# Data provided:
───

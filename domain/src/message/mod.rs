//! Conversation messages and the append-only message log.
//!
//! - [`payload::Payload`]: text / image / audio / video sum type
//! - [`entities::Message`]: immutable utterance with sender and timestamp
//! - [`log::MessageLog`]: ordered, append-only history of a session
//! - [`log::LogRecord`]: format-agnostic record handed to durable sinks

pub mod entities;
pub mod log;
pub mod payload;
//! Per-round evaluation records
//!
//! Each round of a termination check produces an [`EvaluationRound`]: the
//! verdicts that were actually asked for, and whether the round stopped
//! early on a "no".

use crate::core::participant::ParticipantId;
use chrono::{DateTime, Utc};
use serde::{Deserialize, Serialize};

/// One evaluator's answer to one query prompt
#[derive(Debug, Clone, PartialEq, Eq, Serialize, Deserialize)]
pub struct Verdict {
    pub evaluator: ParticipantId,
    pub prompt: String,
    pub approved: bool,
}

impl Verdict {
    pub fn new(evaluator: impl Into<ParticipantId>, prompt: impl Into<String>, approved: bool) -> Self {
        Self {
            evaluator: evaluator.into(),
            prompt: prompt.into(),
            approved,
        }
    }
}

/// The evaluation performed after one round
#[derive(Debug, Clone, Serialize, Deserialize)]
pub struct EvaluationRound {
    /// Round number (1-indexed)
    pub round: usize,
    /// Verdicts in query order, up to and including the first "no"
    pub verdicts: Vec<Verdict>,
    /// Number of queries this round was expected to evaluate
    pub expected: usize,
    pub timestamp: DateTime<Utc>,
}

impl EvaluationRound {
    pub fn new(round: usize, expected: usize) -> Self {
        Self {
            round,
            verdicts: Vec::new(),
            expected,
            timestamp: Utc::now(),
        }
    }

    /// Every expected query was asked and answered yes
    pub fn converged(&self) -> bool {
        self.verdicts.len() == self.expected && self.verdicts.iter().all(|v| v.approved)
    }

    /// The round stopped at a "no" before reaching the end of the queries
    pub fn short_circuited(&self) -> bool {
        self.verdicts.len() < self.expected && self.first_rejection().is_some()
    }

    pub fn first_rejection(&self) -> Option<&Verdict> {
        self.verdicts.iter().find(|v| !v.approved)
    }

    /// Visual summary, e.g. "[●●○··]" where `·` marks skipped queries
    pub fn summary(&self) -> String {
        let mut summary = String::from("[");
        for verdict in &self.verdicts {
            summary.push(if verdict.approved { '●' } else { '○' });
        }
        for _ in self.verdicts.len()..self.expected {
            summary.push('·');
        }
        summary.push(']');
        summary
    }
}

#[cfg(test)]
mod tests {
    use super::*;

    #[test]
    fn test_all_yes_converges() {
        let mut round = EvaluationRound::new(1, 2);
        round.verdicts.push(Verdict::new("a", "done?", true));
        round.verdicts.push(Verdict::new("b", "done?", true));

        assert!(round.converged());
        assert!(!round.short_circuited());
        assert_eq!(round.summary(), "[●●]");
    }

    #[test]
    fn test_first_no_short_circuits() {
        let mut round = EvaluationRound::new(2, 3);
        round.verdicts.push(Verdict::new("a", "done?", true));
        round.verdicts.push(Verdict::new("b", "done?", false));

        assert!(!round.converged());
        assert!(round.short_circuited());
        assert_eq!(round.first_rejection().unwrap().evaluator.as_str(), "b");
        assert_eq!(round.summary(), "[●○·]");
    }

    #[test]
    fn test_no_queries_converges() {
        assert!(EvaluationRound::new(1, 0).converged());
    }
}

───

# To do:
Restate the data above exactly, keeping each word as it stands.

# Written answer:
filename domain/src/message/mod.rs
//! Conversation messages and the append-only message log.
//!
//! - [`payload::Payload`]: text / image / audio / video sum type
//! - [`entities::Message`]: immutable utterance with sender and timestamp
//! - [`log::MessageLog`]: ordered, append-only history of a session
//! - [`log::LogRecord`]: format-agnostic record handed to durable sinks

pub mod entities;
pub mod log;
pub mod payload;
//! Per-round evaluation records
//!
//! Each round of a termination check produces an [`EvaluationRound`]: the
//! verdicts that were actually asked for, and whether the round stopped
//! early on a "no".

use crate::core::participant::ParticipantId;
use chrono::{DateTime, Utc};
use serde::{Deserialize, Serialize};

/// One evaluator's answer to one query prompt
#[derive(Debug, Clone, PartialEq, Eq, Serialize, Deserialize)]
pub struct Verdict {
    pub evaluator: ParticipantId,
    pub prompt: String,
    pub approved: bool,
}

impl Verdict {
    pub fn new(evaluator: impl Into<ParticipantId>, prompt: impl Into<String>, approved: bool) -> Self {
        Self {
            evaluator: evaluator.into(),
            prompt: prompt.into(),
            approved,
        }
    }
}

/// The evaluation performed after one round
#[derive(Debug, Clone, Serialize, Deserialize)]
pub struct EvaluationRound {
    /// Round number (1-indexed)
    pub round: usize,
    /// Verdicts in query order, up to and including the first "no"
    pub verdicts: Vec<Verdict>,
    /// Number of queries this round was expected to evaluate
    pub expected: usize,
    pub timestamp: DateTime<Utc>,
}

impl EvaluationRound {
    pub fn new(round: usize, expected: usize) -> Self {
        Self {
            round,
            verdicts: Vec::new(),
            expected,
            timestamp: Utc::now(),
        }
    }

    /// Every expected query was asked and answered yes
    pub fn converged(&self) -> bool {
        self.verdicts.len() == self.expected && self.verdicts.iter().all(|v| v.approved)
    }

    /// The round stopped at a "no" before reaching the end of the queries
    pub fn short_circuited(&self) -> bool {
        self.verdicts.len() < self.expected && self.first_rejection().is_some()
    }

    pub fn first_rejection(&self) -> Option<&Verdict> {
        self.verdicts.iter().find(|v| !v.approved)
    }

    /// Visual summary, e.g. "[●●○··]" where `·` marks skipped queries
    pub fn summary(&self) -> String {
        let mut summary = String::from("[");
        for verdict in &self.verdicts {
            summary.push(if verdict.approved { '●' } else { '○' });
        }
        for _ in self.verdicts.len()..self.expected {
            summary.push('·');
        }
        summary.push(']');
        summary
    }
}

#[cfg(test)]
mod tests {
    use super::*;

    #[test]
    fn test_all_yes_converges() {
        let mut round = EvaluationRound::new(1, 2);
        round.verdicts.push(Verdict::new("a", "done?", true));
        round.verdicts.push(Verdict::new("b", "done?", true));

        assert!(round.converged());
        assert!(!round.short_circuited());
        assert_eq!(round.summary(), "[●●]");
    }

    #[test]
    fn test_first_no_short_circuits() {
        let mut round = EvaluationRound::new(2, 3);
        round.verdicts.push(Verdict::new("a", "done?", true));
        round.verdicts.push(Verdict::new("b", "done?", false));

        assert!(!round.converged());
        assert!(round.short_circuited());
        assert_eq!(round.first_rejection().unwrap().evaluator.as_str(), "b");
        assert_eq!(round.summary(), "[●○·]");
    }

    #[test]
    fn test_no_queries_converges() {
        assert!(EvaluationRound::new(1, 0).converged());
    }
}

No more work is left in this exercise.